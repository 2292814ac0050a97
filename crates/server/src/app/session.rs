use crate::app::codes::CodeKind;
use crate::app::registry::{ConnectionHandle, Control};
use crate::app::{handlers, AppState, RequestError};
use crate::util::now_millis;
use comcore_proto::{kinds, Frame, LOGOUT_FIRST};
use comcore_storage::StorageError;
use serde_json::{json, Value};
use std::sync::Arc;
use tokio::sync::mpsc;
use tracing::{debug, error, warn};

/// Grace period past an invite link's expiry during which it is still
/// accepted, to tolerate clock skew between server and clients.
pub const INVITE_GRACE_MS: i64 = 30 * 1000;

/// Authoritative per-connection login state. Only state-appropriate
/// requests are accepted; everything else is unauthorized.
#[derive(Debug, Clone, PartialEq, Eq)]
pub enum SessionState {
    LoggedOut,
    ConfirmEmail { email: String, kind: CodeKind },
    ResetPassword { user: i64 },
    LoggedIn { user: i64, name: String, token: String },
}

pub struct ConnectionContext {
    pub id: u64,
    pub frames: mpsc::UnboundedSender<Frame>,
    pub control: mpsc::UnboundedSender<Control>,
    pub session: SessionState,
    /// Pushes queued during handling, flushed after the reply frame.
    pub pending: Vec<Frame>,
}

/// Parses one raw line and processes the resulting request.
pub async fn handle_line(state: &Arc<AppState>, ctx: &mut ConnectionContext, line: &str) {
    match Frame::parse(line) {
        Ok(frame) => handle_frame(state, ctx, frame).await,
        Err(err) => {
            let _ = ctx.frames.send(Frame::error(&err.to_string()));
        }
    }
}

/// Runs one request to completion and emits exactly one `REPLY` or `ERROR`
/// frame, followed by any pushes the handler queued for this connection.
pub async fn handle_frame(state: &Arc<AppState>, ctx: &mut ConnectionContext, frame: Frame) {
    let reply = match dispatch(state, ctx, &frame).await {
        Ok(data) => Frame::reply(data),
        Err(RequestError::Invalid(message)) => Frame::error(&message),
        Err(RequestError::Unauthorized) => {
            warn!(connection = ctx.id, kind = %frame.kind, "unauthorized request");
            leave_session(state, ctx).await;
            ctx.pending.push(Frame::new(kinds::LOGOUT, json!({})));
            Frame::error("unauthorized")
        }
        Err(RequestError::Internal(detail)) => {
            error!(connection = ctx.id, kind = %frame.kind, detail = %detail, "internal error");
            Frame::error("internal server error")
        }
    };
    let _ = ctx.frames.send(reply);
    for push in ctx.pending.drain(..) {
        let _ = ctx.frames.send(push);
    }
}

async fn dispatch(
    state: &Arc<AppState>,
    ctx: &mut ConnectionContext,
    frame: &Frame,
) -> Result<Value, RequestError> {
    let data = &frame.data;
    match frame.kind.as_str() {
        // State-independent requests never alter the session.
        "PING" => Ok(data.clone()),
        "checkInviteLink" => check_invite_link(state, data).await,
        kind if LOGOUT_FIRST.contains(&kind) => {
            leave_session(state, ctx).await;
            match kind {
                "login" => login(state, ctx, data).await,
                "createAccount" => create_account(state, ctx, data).await,
                "requestReset" => request_reset(state, ctx, data).await,
                _ => Ok(json!({})),
            }
        }
        "connect" => match &ctx.session {
            SessionState::LoggedOut => connect(state, ctx, data).await,
            _ => Err(RequestError::Unauthorized),
        },
        "enterCode" => match &ctx.session {
            SessionState::ConfirmEmail { email, kind } => {
                let email = email.clone();
                let kind = *kind;
                enter_code(state, ctx, &email, kind, data).await
            }
            _ => Err(RequestError::Unauthorized),
        },
        "finishReset" => match ctx.session {
            SessionState::ResetPassword { user } => finish_reset(state, ctx, user, data).await,
            _ => Err(RequestError::Unauthorized),
        },
        _ => match &ctx.session {
            SessionState::LoggedIn { user, .. } => {
                let user = *user;
                handlers::dispatch(state, ctx, user, &frame.kind, data).await
            }
            _ => Err(RequestError::Unauthorized),
        },
    }
}

/// Leaves whatever state the connection is in, deregistering from the
/// session registry when it was logged in. No push is sent here.
async fn leave_session(state: &Arc<AppState>, ctx: &mut ConnectionContext) {
    if let SessionState::LoggedIn { user, .. } = ctx.session {
        state.registry.logout_connection(user, ctx.id).await;
        debug!(connection = ctx.id, user, "session left");
    }
    ctx.session = SessionState::LoggedOut;
}

/// Enters the logged-in state: issues (or reuses) the auth token, registers
/// the connection for pushes, and queues the `login` push to this device.
async fn enter_logged_in(
    state: &Arc<AppState>,
    ctx: &mut ConnectionContext,
    user: i64,
    name: String,
    token: Option<String>,
) -> Result<(), RequestError> {
    let token = match token {
        Some(token) => token,
        None => {
            let token = comcore_crypto::random_token();
            state.store.set_auth_token(user, &token).await?;
            token
        }
    };
    state
        .registry
        .login_connection(
            user,
            ctx.id,
            ConnectionHandle {
                frames: ctx.frames.clone(),
                control: ctx.control.clone(),
            },
        )
        .await;
    ctx.pending.push(Frame::new(
        kinds::LOGIN,
        json!({"id": user, "name": name, "token": token}),
    ));
    debug!(connection = ctx.id, user, "session entered");
    ctx.session = SessionState::LoggedIn { user, name, token };
    Ok(())
}

async fn login(
    state: &Arc<AppState>,
    ctx: &mut ConnectionContext,
    data: &Value,
) -> Result<Value, RequestError> {
    let email = field_str(data, "email")?;
    let pass = field_str(data, "pass")?;
    if state
        .codes
        .continue_creation(state.mailer.as_ref(), email, pass)
        .await
    {
        ctx.session = SessionState::ConfirmEmail {
            email: email.to_string(),
            kind: CodeKind::NewAccount,
        };
        return Ok(json!({"status": "ENTER_CODE"}));
    }
    let account = match state.store.lookup_account(email).await {
        Ok(account) => account,
        Err(StorageError::Missing) => return Ok(json!({"status": "DOES_NOT_EXIST"})),
        Err(err) => return Err(err.into()),
    };
    if !comcore_crypto::check_password(pass, &account.password_hash) {
        return Ok(json!({"status": "INVALID_PASSWORD"}));
    }
    if account.two_factor {
        state
            .codes
            .send_confirmation(
                state.mailer.as_ref(),
                email,
                CodeKind::TwoFactor,
                Some(account.id),
            )
            .await;
        ctx.session = SessionState::ConfirmEmail {
            email: email.to_string(),
            kind: CodeKind::TwoFactor,
        };
        return Ok(json!({"status": "ENTER_CODE"}));
    }
    enter_logged_in(state, ctx, account.id, account.name, None).await?;
    Ok(json!({"status": "SUCCESS"}))
}

/// Re-establishes a session from a previously issued auth token. The token
/// is reused, not rotated. A mismatch pushes a forced-logout frame so the
/// client discards its stale credentials.
async fn connect(
    state: &Arc<AppState>,
    ctx: &mut ConnectionContext,
    data: &Value,
) -> Result<Value, RequestError> {
    let user = field_i64(data, "id")?;
    let token = field_str(data, "token")?;
    let stored = match state.store.get_auth_token(user).await {
        Ok(stored) => stored,
        Err(StorageError::Missing) => None,
        Err(err) => return Err(err.into()),
    };
    match stored {
        Some(stored) if stored == token => {
            let name = state.store.get_user_name(user).await?;
            enter_logged_in(state, ctx, user, name, Some(token.to_string())).await?;
            Ok(json!({"connected": true}))
        }
        _ => {
            ctx.pending.push(Frame::new(kinds::LOGOUT, json!({})));
            Ok(json!({"connected": false}))
        }
    }
}

async fn create_account(
    state: &Arc<AppState>,
    ctx: &mut ConnectionContext,
    data: &Value,
) -> Result<Value, RequestError> {
    let name = field_str(data, "name")?.trim();
    let email = field_str(data, "email")?.trim();
    let pass = field_str(data, "pass")?;
    if name.is_empty() {
        return Err(RequestError::Invalid("name must not be empty".to_string()));
    }
    if email.is_empty() || !email.contains('@') {
        return Err(RequestError::Invalid("invalid email address".to_string()));
    }
    if pass.is_empty() {
        return Err(RequestError::Invalid(
            "password must not be empty".to_string(),
        ));
    }
    if state.store.lookup_account(email).await.is_ok() {
        return Err(RequestError::Invalid("account already exists".to_string()));
    }
    if !state
        .codes
        .start_creation(state.mailer.as_ref(), name, email, pass)
        .await
    {
        return Err(RequestError::Invalid(
            "account pending confirmation".to_string(),
        ));
    }
    ctx.session = SessionState::ConfirmEmail {
        email: email.to_string(),
        kind: CodeKind::NewAccount,
    };
    Ok(json!({"created": true}))
}

async fn request_reset(
    state: &Arc<AppState>,
    ctx: &mut ConnectionContext,
    data: &Value,
) -> Result<Value, RequestError> {
    let email = field_str(data, "email")?;
    let account = match state.store.lookup_account(email).await {
        Ok(account) => account,
        Err(StorageError::Missing) => return Ok(json!({"sent": false})),
        Err(err) => return Err(err.into()),
    };
    state
        .codes
        .send_confirmation(
            state.mailer.as_ref(),
            email,
            CodeKind::ResetPassword,
            Some(account.id),
        )
        .await;
    ctx.session = SessionState::ConfirmEmail {
        email: email.to_string(),
        kind: CodeKind::ResetPassword,
    };
    Ok(json!({"sent": true}))
}

async fn enter_code(
    state: &Arc<AppState>,
    ctx: &mut ConnectionContext,
    email: &str,
    kind: CodeKind,
    data: &Value,
) -> Result<Value, RequestError> {
    let code = field_str(data, "code")?;
    let Some(bound_user) = state.codes.check_code(email, kind, code).await else {
        return Ok(json!({"correct": false}));
    };
    match kind {
        CodeKind::NewAccount => {
            let account = state.codes.finish_creation(&state.store, email).await?;
            enter_logged_in(state, ctx, account.id, account.name, None).await?;
        }
        CodeKind::TwoFactor => {
            let user = bound_user.ok_or_else(|| {
                RequestError::Internal("two-factor code without bound user".to_string())
            })?;
            let name = state.store.get_user_name(user).await?;
            enter_logged_in(state, ctx, user, name, None).await?;
        }
        CodeKind::ResetPassword => {
            let user = bound_user.ok_or_else(|| {
                RequestError::Internal("reset code without bound user".to_string())
            })?;
            ctx.session = SessionState::ResetPassword { user };
        }
    }
    Ok(json!({"correct": true}))
}

/// Stores the new password hash, force-logs-out every other session of the
/// user, and logs this connection in with a fresh token.
async fn finish_reset(
    state: &Arc<AppState>,
    ctx: &mut ConnectionContext,
    user: i64,
    data: &Value,
) -> Result<Value, RequestError> {
    let pass = field_str(data, "pass")?;
    if pass.is_empty() {
        return Err(RequestError::Invalid(
            "password must not be empty".to_string(),
        ));
    }
    let hash = comcore_crypto::hash_password(pass);
    state.store.reset_password(user, &hash).await?;
    state.registry.force_logout(user, Some(ctx.id)).await;
    let name = state.store.get_user_name(user).await?;
    enter_logged_in(state, ctx, user, name, None).await?;
    Ok(json!({"reset": true}))
}

/// Reports link validity without joining. Accepted alongside every state.
async fn check_invite_link(state: &Arc<AppState>, data: &Value) -> Result<Value, RequestError> {
    let code = field_str(data, "link")?.trim();
    let link = match state.store.check_invite_code(code).await {
        Ok(link) => link,
        Err(StorageError::Missing) => return Ok(json!({"valid": false})),
        Err(err) => return Err(err.into()),
    };
    if link.expire_at != 0 && now_millis() > link.expire_at + INVITE_GRACE_MS {
        return Ok(json!({"valid": false}));
    }
    let name = state.store.get_group_name(link.group).await?;
    Ok(json!({"valid": true, "name": name, "expire": link.expire_at}))
}

pub(crate) fn field_str<'a>(data: &'a Value, key: &str) -> Result<&'a str, RequestError> {
    data.get(key)
        .and_then(|v| v.as_str())
        .ok_or_else(|| missing_field(key))
}

pub(crate) fn field_i64(data: &Value, key: &str) -> Result<i64, RequestError> {
    data.get(key)
        .and_then(|v| v.as_i64())
        .ok_or_else(|| missing_field(key))
}

pub(crate) fn field_bool(data: &Value, key: &str) -> Result<bool, RequestError> {
    data.get(key)
        .and_then(|v| v.as_bool())
        .ok_or_else(|| missing_field(key))
}

pub(crate) fn missing_field(key: &str) -> RequestError {
    RequestError::Invalid(format!("missing or invalid field: {}", key))
}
====================
- _What this task involves_
Reproduce the lines of the records exactly, from the first one through the line that contains "it is still".

- _Solved problem_
repository 2292814ac0050a97
filename crates/server/src/app/session.rs
use crate::app::codes::CodeKind;
use crate::app::registry::{ConnectionHandle, Control};
use crate::app::{handlers, AppState, RequestError};
use crate::util::now_millis;
use comcore_proto::{kinds, Frame, LOGOUT_FIRST};
use comcore_storage::StorageError;
use serde_json::{json, Value};
use std::sync::Arc;
use tokio::sync::mpsc;
use tracing::{debug, error, warn};

/// Grace period past an invite link's expiry during which it is still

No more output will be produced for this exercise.